ARA
MEŞHURLARIN SON SÖZLERİ
 Ebû Muhammed, Basra velîlerinin büyüklerindendir. 1184 (H.580) senesinde Basra’da vefât etti. Küçük yaştan îtibâren din ve fen ilimlerini öğrendi. Tasavvuf büyüklerinin sohbetinde ileri derecelere kavuştu. Zamanında Irak’ta bulunan evliyânın göz bebeği, âriflerin, Allahü teâlâya yakın olanların en üstünlerinden oldu. Mâlikî mezhebi âlimlerinden idi...
“BUNLAR HÜKÜMDARLARIN İŞİ!”
Ebû Muhammed-i Basrî, çok zengindi. Geniş arazileri vardı. Bunları işletir, geliri ile muhtaçların ihtiyacını karşılardı. Menâvî hazretleri kendisini sevenlerden birinin şöyle naklettiğini haber vermektedir:
Ebû Muhammed-i Basrî hazretlerini ziyâret için Basra’ya gelmiştim. Geçtiğim yerlerde hayvan sürüleri, arâziler, hurmalıklar gördüm. Bunların kime âit olduğunu sordum. Ebû Muhammed hazretlerine âit olduğunu söylediler. Hatırıma, “Bunlar hükümdarların işidir” diye geldi. “Acabâ Allah adamlarından birisi, kalbini böyle şeylerle niye meşgûl ediyor?!.” Bu düşüncelerle yoluma devâm ettim. Kur’ân-ı kerîmden En’âm sûresini okuyordum. Kalbimden öyle niyet ettim ki, o zâtın kapısına vardığım zaman hangi âyet-i kerîmeyi okuyor olursam, o âyet benim hâlimi bildirsin. Bu niyetlerle ve En’âm sûresini okuyarak, o zâtın dergâhının eşiğine ayağımı koyduğumda, En’âm sûresinin; (Onlar ki, Allahü teâlânın kendilerini hidâyetine eriştirdiği kimselerdir. Sen de onların gittiği yoldan yürü...) meâlindeki 90. âyetini okuyordum.
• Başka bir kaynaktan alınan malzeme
use moldrec_core::{
    rebuild, DesignRecord, Error, RecordSource, Recommendation, RefreshStats, RefreshWorker, Result,
    Snapshot, SnapshotHandle,
};
use std::path::PathBuf;
use std::sync::Arc;
use std::time::Duration;

use crate::csv_source::CsvSource;
use crate::github::{GithubConfig, GithubSync, SyncOutcome};
use crate::sqlite_source::SqliteSource;

/// Where the design records live.
#[derive(Debug, Clone, PartialEq, Eq)]
pub enum SourceConfig {
    Csv { path: PathBuf },
    Sqlite { path: PathBuf, table: String },
}

impl SourceConfig {
    pub fn open(&self) -> Result<Arc<dyn RecordSource>> {
        match self {
            SourceConfig::Csv { path } => Ok(Arc::new(CsvSource::new(path))),
            SourceConfig::Sqlite { path, table } => {
                let source = SqliteSource::open(path, table)
                    .map_err(|e| Error::Database(format!("{:#}", e)))?;
                Ok(Arc::new(source))
            }
        }
    }
}

/// Owns the record source, the current snapshot and the refresh worker.
pub struct StorageManager {
    source: Arc<dyn RecordSource>,
    snapshots: Arc<SnapshotHandle>,
    worker: RefreshWorker,
    github: Option<GithubSync>,
}

impl StorageManager {
    /// Load and fit once, synchronously, then start the refresh worker.
    /// A failing first load is fatal: there is no previous snapshot to keep.
    pub fn new(source: Arc<dyn RecordSource>) -> Result<Self> {
        let snapshots = Arc::new(SnapshotHandle::default());
        rebuild(source.as_ref(), &snapshots)?;
        let worker = RefreshWorker::start(source.clone(), snapshots.clone())?;
        Ok(Self {
            source,
            snapshots,
            worker,
            github: None,
        })
    }

    pub fn open(config: &SourceConfig) -> Result<Self> {
        Self::new(config.open()?)
    }

    /// Enable GitHub sync. Ignored for sources without a local file.
    pub fn with_github(mut self, config: &GithubConfig) -> Result<Self> {
        let sync = GithubSync::from_config(config).map_err(|e| Error::InvalidConfig(format!("{:#}", e)))?;
        if sync.is_some() && self.source.file_path().is_none() {
            tracing::warn!(
                "GitHub sync configured but {} has no local file; sync disabled",
                self.source.describe()
            );
            return Ok(self);
        }
        self.github = sync;
        Ok(self)
    }

    #[inline]
    pub fn snapshot(&self) -> Arc<Snapshot> {
        self.snapshots.current()
    }

    #[inline]
    pub fn snapshots(&self) -> &Arc<SnapshotHandle> {
        &self.snapshots
    }

    #[inline]
    #[must_use]
    pub fn github_enabled(&self) -> bool {
        self.github.is_some()
    }

    pub fn source_description(&self) -> String {
        self.source.describe()
    }

    /// Rank the current generation against `query`.
    pub fn recommend(&self, query: &str, top_n: usize) -> Vec<Recommendation> {
        self.snapshots.current().recommend(query, top_n)
    }

    /// Persist `record` and queue a refresh. Returns the refresh ticket.
    pub fn append_and_refresh(&self, record: &DesignRecord) -> Result<u64> {
        self.source.append(record)?;
        tracing::info!(code = %record.code, "Appended record to {}", self.source.describe());
        self.worker.request()
    }

    /// Queue a refresh without changing the store.
    pub fn refresh(&self) -> Result<u64> {
        self.worker.request()
    }

    /// Rebuild on the calling thread.
    pub fn refresh_now(&self) -> Result<u64> {
        rebuild(self.source.as_ref(), &self.snapshots)
    }

    pub fn wait_idle(&self, timeout: Duration) -> bool {
        self.worker.wait_idle(timeout)
    }

    pub fn refresh_stats(&self) -> RefreshStats {
        self.worker.stats()
    }

    /// Push the source file to GitHub. `None` when sync is off.
    pub async fn sync_to_github(&self, code: &str) -> Option<Result<SyncOutcome>> {
        let github = self.github.as_ref()?;
        let content = match self.source.read_file()? {
            Ok(bytes) => bytes,
            Err(e) => {
                tracing::warn!(error = %e, "GitHub sync skipped, source file unreadable");
                return Some(Err(e));
            }
        };
        let message = format!("update CSV by API ({})", if code.is_empty() { "unknown" } else { code });
        let outcome = github
            .upload(&content, &message)
            .await
            .map_err(|e| Error::Sync(format!("{:#}", e)));
        if let Err(e) = &outcome {
            tracing::warn!(error = %e, "GitHub sync failed");
        }
        Some(outcome)
    }

    pub fn shutdown(&self) {
        self.worker.shutdown();
    }
}

#[cfg(test)]
mod tests {
    use super::*;
    use std::fs;
    use tempfile::TempDir;

    fn csv_fixture(dir: &TempDir) -> PathBuf {
        let path = dir.path().join("designs.csv");
        fs::write(
            &path,
            "제번,고객사,품명,제품,제품종류\n\
             25-001,현대,핸들커버(구형),도어,사출금형\n\
             25-002,기아,손잡이,트렁크,사출금형\n\
             25-003,현대,브라켓,시트,프레스금형\n",
        )
        .unwrap();
        path
    }

    #[test]
    fn test_open_csv_and_recommend() {
        let dir = TempDir::new().unwrap();
        let manager = StorageManager::open(&SourceConfig::Csv { path: csv_fixture(&dir) }).unwrap();
        assert_eq!(manager.snapshot().len(), 3);
        assert_eq!(manager.snapshot().generation(), 1);

        let results = manager.recommend("사출금형 핸들", 10);
        assert_eq!(results[0].record.code, "25-001");
    }

    #[test]
    fn test_open_missing_source_fails() {
        let dir = TempDir::new().unwrap();
        let config = SourceConfig::Csv { path: dir.path().join("missing.csv") };
        assert!(StorageManager::open(&config).is_err());
    }

    #[test]
    fn test_append_refreshes_in_background() {
        let dir = TempDir::new().unwrap();
        let manager = StorageManager::open(&SourceConfig::Csv { path: csv_fixture(&dir) }).unwrap();

        let before = manager.snapshot();
        manager
            .append_and_refresh(&DesignRecord::new("25-004", "프레스금형", "가이드 핀"))
            .unwrap();
        assert!(manager.wait_idle(Duration::from_secs(5)));

        let after = manager.snapshot();
        assert_eq!(after.len(), 4);
        assert_eq!(after.matrix().n_rows(), 4);
        assert!(after.generation() > before.generation());
        // the reader that held the old generation still sees a consistent bundle
        assert_eq!(before.len(), before.matrix().n_rows());

        let results = manager.recommend("프레스금형 가이드", 1);
        assert_eq!(results[0].record.code, "25-004");
    }

    #[test]
    fn test_broken_source_keeps_snapshot() {
        let dir = TempDir::new().unwrap();
        let path = csv_fixture(&dir);
        let manager = StorageManager::open(&SourceConfig::Csv { path: path.clone() }).unwrap();

        fs::write(&path, [0xffu8, 0xfe]).unwrap();
        manager.refresh().unwrap();
        assert!(manager.wait_idle(Duration::from_secs(5)));

        assert_eq!(manager.snapshot().len(), 3);
        assert_eq!(manager.refresh_stats().failed, 1);
        assert!(manager.refresh_now().is_err());
    }

    #[test]
    fn test_sqlite_source() {
        let dir = TempDir::new().unwrap();
        let db = dir.path().join("mold.db");
        let source = SqliteSource::open(&db, "designs").unwrap();
        source.import_csv(csv_fixture(&dir), 500).unwrap();
        drop(source);

        let manager = StorageManager::open(&SourceConfig::Sqlite {
            path: db,
            table: "designs".to_string(),
        })
        .unwrap();
        assert_eq!(manager.snapshot().len(), 3);
        assert!(manager.source_description().starts_with("sqlite:"));
    }

    #[test]
    fn test_github_needs_local_file() {
        let manager = StorageManager::new(Arc::new(SqliteSource::open_in_memory("designs").unwrap()))
            .unwrap()
            .with_github(&GithubConfig {
                token: Some("t".into()),
                repo: Some("acme/molds".into()),
                file: Some("list.csv".into()),
                ..GithubConfig::default()
            })
            .unwrap();
        assert!(!manager.github_enabled());
    }
}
Ben henüz içeri girmek için izin istemeden, hizmetçi acele ile çıkıp beni karşıladı ve Ebû Muhammed hazretlerinin yanına götürdü. Bu hâle çok hayret ettim. Ebû Muhammed hazretleri, ismim ile hitâb ederek: 
-Yâ Ömer! Benim malım diye yeryüzünde gördüğün şeylerin hepsi emânettir. Onlara âid en ufak bir muhabbet, bu kulun kalbinde yoktur. Allah adamları bunları, Allahü teâlânın dînine hizmet ve O’nun kullarına yardım için ellerinde bulundurur. Ama zerre kadar bunlara muhabbet etmez ve bunlarla kalbini meşgûl etmez... 
Bu hâli görünce, Ebû Muhammed hazretlerine olan muhabbetim daha da arttı.

“EN BÜYÜK SEVİNCİM...”
Ebû Muhammed el-Basrî, vefatına yakın Allahü teâlâya şöyle niyazda bulundu:
“Yâ Rabbî! Sana olan şevk beni sarsıyor. Senden ayrı olmak beni perişân ediyor. Azâbından çok korkuyor isem de, rahmetinden ümitsiz değilim. Bana gazab etmenden korkuyorum ve bu hâl beni mahvediyor. Senin muhabbetin ile şaşkın hâldeyim. Senin yakınlığın, beni derleyip toparlıyor ve sevindiriyor. Seninle beraber olmak, benim en büyük sürûr ve sevincimdir.”